Perhaps amateurism should be given free reign. The traditionalists are attempting to strike back, with limited success. 'I'll show you a real carbuncle, Charles,' Poundbury takes a pounding (excellent photographs by Paul Russell, demonstrating that so-called 'bad' architecture often makes a far more interesting subject than 'good' architecture, perhaps due to the accommodation of context). Two more things that relate to adhocism and individuality: all about The Story of High Street, a new book from the Mainstone Press about the retail variety of 1938. I want to get on with my life but the market won't let me, a photo-essay at infinite thought, a journey along the Piccadilly Line to the wretched Westfield ('the new home of luxury', the Gherkin looming out of the website in a deliberate perversion of the city's geography to lure the unwary) and on to the miserable (and doomed) Trocadero.

*

What are some great lost albums? / Slow Painting, a weblog / architecture photos by flickr user rucativava / the Gibson Dark Fire, a 'robot guitar' that looks intriguingly stuffed with all manner of sound-tweaking technology. Something for a future edition of music thing to obsess over.

Farewell to Oliver Postgate / at the other end of the creative spectrum (although linked, perhaps, via the Clangers, 'Sci-fi 'creator' Forrest Ackerman dies' / Strawberry and Cream, craft and art / 25 times a second, a tumblelog / The brilliance of creative chaos / Istanbul (Not Constantinople, a weblog.
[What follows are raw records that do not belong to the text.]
//! XSD particles
//!
//! A particle is one node of a content model: an element, a wildcard, or a
//! model group (sequence, choice, all) with children. Every particle carries
//! its occurrence range. Once the content model is finished the determinism
//! pass attaches [`Transitions`] to every node, bottom-up and exactly once.
//!
//! Reference: https://www.w3.org/TR/xmlschema-1/#cParticles

use crate::error::{ParseError, Result};
use crate::namespaces::QName;
use once_cell::sync::OnceCell;
use std::fmt;

use super::qnameset::QNameSet;
use super::types::TypeId;
use super::wildcards::Wildcard;

/// Occurrence bounds for a particle (minOccurs, maxOccurs)
/// None for max means unbounded
#[derive(Debug, Clone, Copy, PartialEq, Eq, Hash)]
pub struct Occurs {
    /// Minimum number of occurrences (default 1)
    pub min: u32,
    /// Maximum number of occurrences (None = unbounded, default 1)
    pub max: Option<u32>,
}

impl Occurs {
    /// Create new occurrence bounds
    pub fn new(min: u32, max: Option<u32>) -> Self {
        Self { min, max }
    }

    /// Default occurrence (1, 1)
    pub fn once() -> Self {
        Self { min: 1, max: Some(1) }
    }

    /// Optional occurrence (0, 1)
    pub fn optional() -> Self {
        Self { min: 0, max: Some(1) }
    }

    /// Zero or more (0, unbounded)
    pub fn zero_or_more() -> Self {
        Self { min: 0, max: None }
    }

    /// One or more (1, unbounded)
    pub fn one_or_more() -> Self {
        Self { min: 1, max: None }
    }

    /// Check if this particle can be empty (minOccurs == 0)
    pub fn is_emptiable(&self) -> bool {
        self.min == 0
    }

    /// Check if this particle is empty (maxOccurs == 0)
    pub fn is_empty(&self) -> bool {
        self.max == Some(0)
    }

    /// Exactly one occurrence
    pub fn is_once(&self) -> bool {
        self.min == 1 && self.max == Some(1)
    }

    /// Check if particle can occur more than once
    pub fn is_repeating(&self) -> bool {
        self.max.map_or(true, |max| max > 1)
    }

    /// Check if minOccurs != maxOccurs
    pub fn is_variable(&self) -> bool {
        match self.max {
            Some(max) => self.min < max,
            None => true,
        }
    }

    /// Check that min <= max
    pub fn is_consistent(&self) -> bool {
        self.max.map_or(true, |max| self.min <= max)
    }
}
Atelier Malkovich, a collection of half scale idealised artist's ateliers / revisiting the Taos Hum, 'a low-pitched sound heard in numerous places worldwide ... usually heard only in quiet environments, and often described as sounding like a distant diesel engine' / the demons of Building 280 / Iain's C64 homepage / paintings by Laura Moreton-Griffiths / buy stuff off the police with Bumblebee Auctions.

'The New Examined Life: Why more people are spilling the statistics of their lives on the Web' / thanks to David for the following digging at the New York Public Library's portal, including a selection of NYC Atlases, a huge image library, including the work of Bernice Abbott. Related, an Austeresque venture: a photo of every single street corner in Manhattan, by Richard Howe (via kottke).